## Required work
Everything from the line with "pub enum LogFormat" to the end of the data is to be retyped exactly, and nothing else.

## Material for this exercise
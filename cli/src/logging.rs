//! # Structured Logging
//!
//! Initializes the `tracing` subscriber with a pretty or JSON formatter and
//! `RUST_LOG`-style filtering.
//!
//! All log output goes to stderr. Stdout carries only the JSON result of
//! the command, so `sigil sign ... | jq .signature` works.

use clap::ValueEnum;
use tracing_subscriber::{fmt, layer::SubscriberExt, util::SubscriberInitExt, EnvFilter};

/// Log output format.
#[derive(Debug, Clone, Copy, PartialEq, Eq, ValueEnum)]
pub enum LogFormat {
    /// Human-readable, colored output.
    Pretty,
    /// One JSON object per line, for log aggregation.
    Json,
}

/// Build the filter: `RUST_LOG` when set, otherwise `default_level`.
///
/// An unparsable `default_level` falls back to `warn`.
pub fn build_filter(default_level: &str) -> EnvFilter {
    EnvFilter::try_from_default_env()
        .or_else(|_| EnvFilter::try_new(default_level))
        .unwrap_or_else(|_| EnvFilter::new("warn"))
}

/// Initialize the global tracing subscriber.
///
/// Call once, early in `main()`. A second call leaves the first subscriber
/// in place.
///
/// # Environment
///
/// `RUST_LOG` overrides `default_level`, e.g.:
///
/// ```text
/// RUST_LOG=sigil_protocol=trace,sigil=debug
/// ```
pub fn init_logging(default_level: &str, format: LogFormat) {
    let env_filter = build_filter(default_level);
    let registry = tracing_subscriber::registry().with(env_filter);

    let result = match format {
        LogFormat::Pretty => registry
            .with(
                fmt::layer()
                    .with_writer(std::io::stderr)
                    .with_target(true)
                    .with_file(true)
                    .with_line_number(true),
            )
            .try_init(),
        LogFormat::Json => registry
            .with(
                fmt::layer()
                    .json()
                    .with_writer(std::io::stderr)
                    .with_target(true),
            )
            .try_init(),
    };

    if result.is_ok() {
        tracing::debug!(?format, "logging initialized");
    }
}

#[cfg(test)]
mod tests {
    use super::*;

    #[test]
    fn bad_default_level_falls_back() {
        // Must not panic.
        let _ = build_filter("this is [not a filter");
    }

    #[test]
    fn init_twice_does_not_panic() {
        init_logging("warn", LogFormat::Json);
        init_logging("warn", LogFormat::Pretty);
    }
}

## Your response
pub enum LogFormat {
    /// Human-readable, colored output.
    Pretty,
    /// One JSON object per line, for log aggregation.
    Json,
}

/// Build the filter: `RUST_LOG` when set, otherwise `default_level`.
///
/// An unparsable `default_level` falls back to `warn`.
pub fn build_filter(default_level: &str) -> EnvFilter {
    EnvFilter::try_from_default_env()
        .or_else(|_| EnvFilter::try_new(default_level))
        .unwrap_or_else(|_| EnvFilter::new("warn"))
}

/// Initialize the global tracing subscriber.
///
/// Call once, early in `main()`. A second call leaves the first subscriber
/// in place.
///
/// # Environment
///
/// `RUST_LOG` overrides `default_level`, e.g.:
///
/// ```text
/// RUST_LOG=sigil_protocol=trace,sigil=debug
/// ```
pub fn init_logging(default_level: &str, format: LogFormat) {
    let env_filter = build_filter(default_level);
    let registry = tracing_subscriber::registry().with(env_filter);

    let result = match format {
        LogFormat::Pretty => registry
            .with(
                fmt::layer()
                    .with_writer(std::io::stderr)
                    .with_target(true)
                    .with_file(true)
                    .with_line_number(true),
            )
            .try_init(),
        LogFormat::Json => registry
            .with(
                fmt::layer()
                    .json()
                    .with_writer(std::io::stderr)
                    .with_target(true),
            )
            .try_init(),
    };

    if result.is_ok() {
        tracing::debug!(?format, "logging initialized");
    }
}

#[cfg(test)]
mod tests {
    use super::*;

    #[test]
    fn bad_default_level_falls_back() {
        // Must not panic.
        let _ = build_filter("this is [not a filter");
    }

    #[test]
    fn init_twice_does_not_panic() {
        init_logging("warn", LogFormat::Json);
        init_logging("warn", LogFormat::Pretty);
    }
}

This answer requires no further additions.